I have an NSView with a QTMovieView in it. My QTMovieView is intended to display a movie only; I do not want the user to be able to interact with it in any way. After a disappointing search for how to disable dragging the QTMovieView, I came across this workaround, which I implemented as a category on QTMovieView. It is intended to override the mouse events of the QTMovieView and is successful in preventing the user from being able to drag it or click the QTMovieView to pause it:
//QTMovieView+TFOverrideDrag.h
#import <QTKit/QTKit.h>
@interface QTMovieView (TFOverrideDrag)
- (void)mouseDown:(NSEvent *)theEvent;
- (void)mouseDragged:(NSEvent *)theEvent;
- (void)rightMouseDown:(NSEvent *)theEvent;
@end
...
//QTMovieView+TFOverrideDrag.m
#import "QTMovieView+TFOverrideDrag.h"
@implementation QTMovieView (TFOverrideDrag)
- (void)mouseDown:(NSEvent *)theEvent
{
[self.superview becomeFirstResponder];
NSLog(@"MDown");
}
- (void)mouseDragged:(NSEvent *)theEvent
{
[self.superview becomeFirstResponder];
NSLog(@"MDrag");
}
- (void)rightMouseDown:(NSEvent *)theEvent
{
[self.superview becomeFirstResponder];
NSLog(@"RMouse");
}
@end
This is effective in preventing the user from dragging or pausing the movie, and the NSLog statements are being called appropriately.
The problem is that, after clicking on the QTMovieView, the QTMovieView's superview stops responding to keyboard events (keyDown). This is why I included the [self.superview becomeFirstResponder];
line in each of the QTMovieView's overridden methods in the category. This did not fix the problem.
It's worth noting that the QTMovieView's superview has subviews other than QTMovieView, some of which are drawn on top of the QTMovieView. When those are clicked, the QTMovieView does not cause any issues, and the program continues to run fine. However, the NSLog statements are still called in this situation.
I am convinced that it is indeed the QTMovieView that is causing the problem because I have run the program after removing it, and all clicks in that area cause no problems.
My questions boil down to these: Does anyone have a more reasonable workaround than overriding the mouse events for the QTMovieView to prevent user interaction? And if not, does anyone know why clicks within the frame of the QTMovieView would cause its superview to stop responding to the keyboard? Or, if there is a different class that could be used other than QTMovieView, I'd be open to that, although I do need to take advantage of the QTMovieLoopsAttribute, so any other class would need to provide that functionality.

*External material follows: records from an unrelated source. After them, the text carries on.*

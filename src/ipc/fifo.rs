//! A named FIFO used as a one-slot wakeup channel between processes.

use super::errors::{last_os_error, os_error, IpcError};
use std::ffi::CString;
use std::os::raw::c_void;

/// How long a nominally unbounded read polls per round before retrying.
const READ_POLL_INTERVAL_MS: i32 = 10_000;

/// A named FIFO under `/tmp`, opened nonblocking and read via `poll`.
///
/// The waiter side of the condition variable owns its channel (creates
/// and unlinks it); notifiers attach as non-owners just long enough to
/// write a sync word.
pub(crate) struct Fifo {
    fd: libc::c_int,
    path: CString,
    owner: bool,
}

impl Fifo {
    pub(crate) fn new(name: &str, owner: bool) -> Result<Self, IpcError> {
        let path = CString::new(format!("/tmp/lockstep_{}", name))
            .map_err(|_| os_error("fifo_name", libc::EINVAL))?;

        if owner && unsafe { libc::mkfifo(path.as_ptr(), libc::S_IRUSR | libc::S_IWUSR) } != 0 {
            return Err(last_os_error("mkfifo"));
        }

        let fd = unsafe { libc::open(path.as_ptr(), libc::O_RDWR | libc::O_NONBLOCK) };
        if fd < 0 {
            let error = last_os_error("open");
            if owner {
                unsafe { libc::unlink(path.as_ptr()) };
            }
            return Err(error);
        }

        Ok(Self { fd, path, owner })
    }

    pub(crate) fn write(&self, buffer: &[u8]) -> Result<(), IpcError> {
        let written =
            unsafe { libc::write(self.fd, buffer.as_ptr() as *const c_void, buffer.len()) };
        if written < 0 {
            return Err(last_os_error("write"));
        }
        Ok(())
    }

    /// Blocking read; polls in bounded rounds so a lost writer cannot
    /// wedge the caller in an uninterruptible state forever.
    pub(crate) fn read(&self, buffer: &mut [u8]) -> Result<usize, IpcError> {
        loop {
            match self.poll_readable(READ_POLL_INTERVAL_MS)? {
                true => return self.read_some(buffer),
                false => continue,
            }
        }
    }

    /// Bounded read: `Ok(None)` on timeout.
    pub(crate) fn timed_read(
        &self,
        buffer: &mut [u8],
        timeout_ms: i32,
    ) -> Result<Option<usize>, IpcError> {
        if !self.poll_readable(timeout_ms)? {
            return Ok(None);
        }
        self.read_some(buffer).map(Some)
    }

    fn poll_readable(&self, timeout_ms: i32) -> Result<bool, IpcError> {
        let mut poll_details = libc::pollfd {
            fd: self.fd,
            events: libc::POLLIN,
            revents: 0,
        };
        let result = unsafe { libc::poll(&mut poll_details, 1, timeout_ms) };
        if result < 0 {
            return Err(last_os_error("poll"));
        }
        Ok(result > 0)
    }

    fn read_some(&self, buffer: &mut [u8]) -> Result<usize, IpcError> {
        let read = unsafe { libc::read(self.fd, buffer.as_mut_ptr() as *mut c_void, buffer.len()) };
        if read < 0 {
            return Err(last_os_error("read"));
        }
        Ok(read as usize)
    }
}

impl Drop for Fifo {
    fn drop(&mut self) {
        unsafe {
            libc::close(self.fd);
            if self.owner {
                libc::unlink(self.path.as_ptr());
            }
        }
    }
}

#[cfg(test)]
mod tests {
    use super::*;

    fn unique_name(prefix: &str) -> String {
        format!("{}_{:08x}", prefix, rand::random::<u32>())
    }

    #[test]
    fn write_then_read_round_trip() {
        let name = unique_name("fifo_roundtrip");
        let reader = Fifo::new(&name, true).unwrap();
        let writer = Fifo::new(&name, false).unwrap();

        writer.write(&[1, 2, 3, 4]).unwrap();
        let mut buffer = [0u8; 4];
        let read = reader.read(&mut buffer).unwrap();
        assert_eq!(read, 4);
        assert_eq!(buffer, [1, 2, 3, 4]);
    }

    #[test]
    fn timed_read_reports_a_timeout() {
        let name = unique_name("fifo_timeout");
        let reader = Fifo::new(&name, true).unwrap();
        let mut buffer = [0u8; 4];
        assert_eq!(reader.timed_read(&mut buffer, 50).unwrap(), None);
    }

    #[test]
    fn owner_unlinks_the_fifo_on_drop() {
        let name = unique_name("fifo_cleanup");
        {
            let _owner = Fifo::new(&name, true).unwrap();
        }
        assert!(Fifo::new(&name, false).is_err());
    }
}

After some further considering, I found a solution. I needed to override one more QTMovieView method in my category:
- (void)keyDown:(NSEvent *)theEvent
{
[self.nextResponder keyDown:theEvent];
NSLog(@"keyDown");
}
The log statement is not called for keyDown events until I have clicked in the QTMovieView's frame. Once I do (which is when my keyDown events previously started to be ignored by the superview), the log statement is called. However, now that I'm passing the keyDown event to nextResponder, the superview is responding appropriately. I am still annoyed about the need for such a convoluted workaround, so if anyone has something a bit more elegant, please do share! Until then, I hope that this can help anyone else running into similar issues!